● **Material provided**
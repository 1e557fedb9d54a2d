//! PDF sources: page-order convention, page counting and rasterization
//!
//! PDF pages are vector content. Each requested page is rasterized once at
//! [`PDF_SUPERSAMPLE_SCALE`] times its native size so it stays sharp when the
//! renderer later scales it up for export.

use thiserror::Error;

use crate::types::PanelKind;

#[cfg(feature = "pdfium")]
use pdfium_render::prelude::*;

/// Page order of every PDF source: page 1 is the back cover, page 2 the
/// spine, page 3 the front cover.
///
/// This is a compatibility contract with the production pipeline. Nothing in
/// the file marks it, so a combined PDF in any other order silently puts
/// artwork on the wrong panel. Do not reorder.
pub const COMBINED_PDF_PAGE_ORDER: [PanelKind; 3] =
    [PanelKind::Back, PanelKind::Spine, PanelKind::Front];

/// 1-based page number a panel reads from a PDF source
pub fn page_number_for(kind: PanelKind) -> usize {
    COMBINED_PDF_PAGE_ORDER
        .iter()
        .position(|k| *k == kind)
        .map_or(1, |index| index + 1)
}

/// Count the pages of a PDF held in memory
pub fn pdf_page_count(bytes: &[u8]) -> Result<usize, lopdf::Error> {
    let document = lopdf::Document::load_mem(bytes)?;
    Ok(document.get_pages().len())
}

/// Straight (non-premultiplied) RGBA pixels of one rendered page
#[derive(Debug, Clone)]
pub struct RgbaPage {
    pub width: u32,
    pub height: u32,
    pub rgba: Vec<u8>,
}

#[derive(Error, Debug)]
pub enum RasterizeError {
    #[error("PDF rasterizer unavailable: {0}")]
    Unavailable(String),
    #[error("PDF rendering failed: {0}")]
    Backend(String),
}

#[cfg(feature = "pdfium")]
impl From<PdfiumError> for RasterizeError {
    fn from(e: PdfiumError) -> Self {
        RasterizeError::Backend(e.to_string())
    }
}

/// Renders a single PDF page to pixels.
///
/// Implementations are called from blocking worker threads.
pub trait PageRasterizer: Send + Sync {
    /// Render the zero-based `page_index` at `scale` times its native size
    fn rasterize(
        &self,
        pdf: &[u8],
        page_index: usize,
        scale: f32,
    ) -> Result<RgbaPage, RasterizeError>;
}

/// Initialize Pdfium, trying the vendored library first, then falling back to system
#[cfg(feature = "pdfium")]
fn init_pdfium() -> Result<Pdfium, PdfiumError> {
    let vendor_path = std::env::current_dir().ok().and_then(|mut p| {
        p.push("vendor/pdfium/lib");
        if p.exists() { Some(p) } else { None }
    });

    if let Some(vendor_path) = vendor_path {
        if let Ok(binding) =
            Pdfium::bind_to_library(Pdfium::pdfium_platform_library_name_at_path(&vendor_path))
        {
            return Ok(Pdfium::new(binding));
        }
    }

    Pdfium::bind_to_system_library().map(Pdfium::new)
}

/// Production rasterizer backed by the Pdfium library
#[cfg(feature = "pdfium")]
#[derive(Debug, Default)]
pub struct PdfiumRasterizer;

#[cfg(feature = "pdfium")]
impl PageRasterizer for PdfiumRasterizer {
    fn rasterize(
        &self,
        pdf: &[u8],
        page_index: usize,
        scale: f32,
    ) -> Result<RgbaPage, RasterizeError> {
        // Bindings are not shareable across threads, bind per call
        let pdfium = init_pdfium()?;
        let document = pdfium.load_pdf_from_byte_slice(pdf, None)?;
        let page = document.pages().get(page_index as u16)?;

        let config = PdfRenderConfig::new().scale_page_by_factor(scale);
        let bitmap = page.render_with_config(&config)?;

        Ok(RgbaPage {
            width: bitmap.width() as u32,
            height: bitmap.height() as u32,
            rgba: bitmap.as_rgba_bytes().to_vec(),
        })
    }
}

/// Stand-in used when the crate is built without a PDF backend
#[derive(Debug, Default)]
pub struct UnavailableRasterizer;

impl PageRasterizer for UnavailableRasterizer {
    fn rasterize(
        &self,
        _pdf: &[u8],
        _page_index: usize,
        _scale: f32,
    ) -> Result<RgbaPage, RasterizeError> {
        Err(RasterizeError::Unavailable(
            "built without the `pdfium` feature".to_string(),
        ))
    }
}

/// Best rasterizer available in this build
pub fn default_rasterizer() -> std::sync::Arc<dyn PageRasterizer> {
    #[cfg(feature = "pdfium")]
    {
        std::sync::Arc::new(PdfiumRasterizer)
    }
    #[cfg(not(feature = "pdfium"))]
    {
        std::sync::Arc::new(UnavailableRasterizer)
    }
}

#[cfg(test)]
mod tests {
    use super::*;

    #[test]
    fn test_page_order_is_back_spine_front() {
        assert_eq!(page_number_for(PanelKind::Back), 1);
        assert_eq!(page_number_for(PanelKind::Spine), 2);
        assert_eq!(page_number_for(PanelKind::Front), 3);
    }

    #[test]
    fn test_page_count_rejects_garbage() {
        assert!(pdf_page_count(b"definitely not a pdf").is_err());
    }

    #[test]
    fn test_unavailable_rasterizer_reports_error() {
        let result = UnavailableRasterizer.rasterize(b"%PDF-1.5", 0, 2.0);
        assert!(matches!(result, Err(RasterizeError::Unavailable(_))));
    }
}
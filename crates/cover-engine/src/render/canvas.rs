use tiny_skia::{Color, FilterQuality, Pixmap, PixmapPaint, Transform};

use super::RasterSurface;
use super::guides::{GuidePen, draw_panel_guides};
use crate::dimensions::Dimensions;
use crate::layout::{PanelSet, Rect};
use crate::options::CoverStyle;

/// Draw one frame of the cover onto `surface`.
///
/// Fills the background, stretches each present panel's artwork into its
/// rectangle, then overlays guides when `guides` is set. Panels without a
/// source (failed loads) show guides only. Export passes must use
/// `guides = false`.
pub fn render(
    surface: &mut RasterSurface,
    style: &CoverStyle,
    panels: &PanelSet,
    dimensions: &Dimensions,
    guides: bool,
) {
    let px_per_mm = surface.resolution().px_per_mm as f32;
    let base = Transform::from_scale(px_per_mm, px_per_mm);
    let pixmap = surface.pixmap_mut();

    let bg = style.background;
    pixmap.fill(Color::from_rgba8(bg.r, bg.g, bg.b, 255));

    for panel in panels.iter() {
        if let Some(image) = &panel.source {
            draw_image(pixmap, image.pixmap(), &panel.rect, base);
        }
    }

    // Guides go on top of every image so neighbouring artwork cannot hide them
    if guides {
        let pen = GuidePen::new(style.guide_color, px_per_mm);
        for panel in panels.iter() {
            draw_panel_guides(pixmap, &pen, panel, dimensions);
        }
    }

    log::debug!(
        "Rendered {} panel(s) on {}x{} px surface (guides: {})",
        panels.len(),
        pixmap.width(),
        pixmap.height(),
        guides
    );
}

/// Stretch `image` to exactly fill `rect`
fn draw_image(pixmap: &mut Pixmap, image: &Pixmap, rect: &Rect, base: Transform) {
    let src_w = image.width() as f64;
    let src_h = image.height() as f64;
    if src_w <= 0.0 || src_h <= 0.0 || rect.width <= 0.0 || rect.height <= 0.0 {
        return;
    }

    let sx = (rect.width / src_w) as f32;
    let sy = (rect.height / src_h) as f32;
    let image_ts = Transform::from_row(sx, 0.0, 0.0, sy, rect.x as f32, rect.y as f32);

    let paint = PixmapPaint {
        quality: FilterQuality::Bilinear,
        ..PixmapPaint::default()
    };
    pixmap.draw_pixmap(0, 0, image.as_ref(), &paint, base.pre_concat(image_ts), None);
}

● **Work order**
Identify and extract each line of the listing that contains "derive".

● **Answer**
#[derive(Debug, Clone)]
#[derive(Error, Debug)]
#[derive(Debug, Default)]
#[derive(Debug, Default)]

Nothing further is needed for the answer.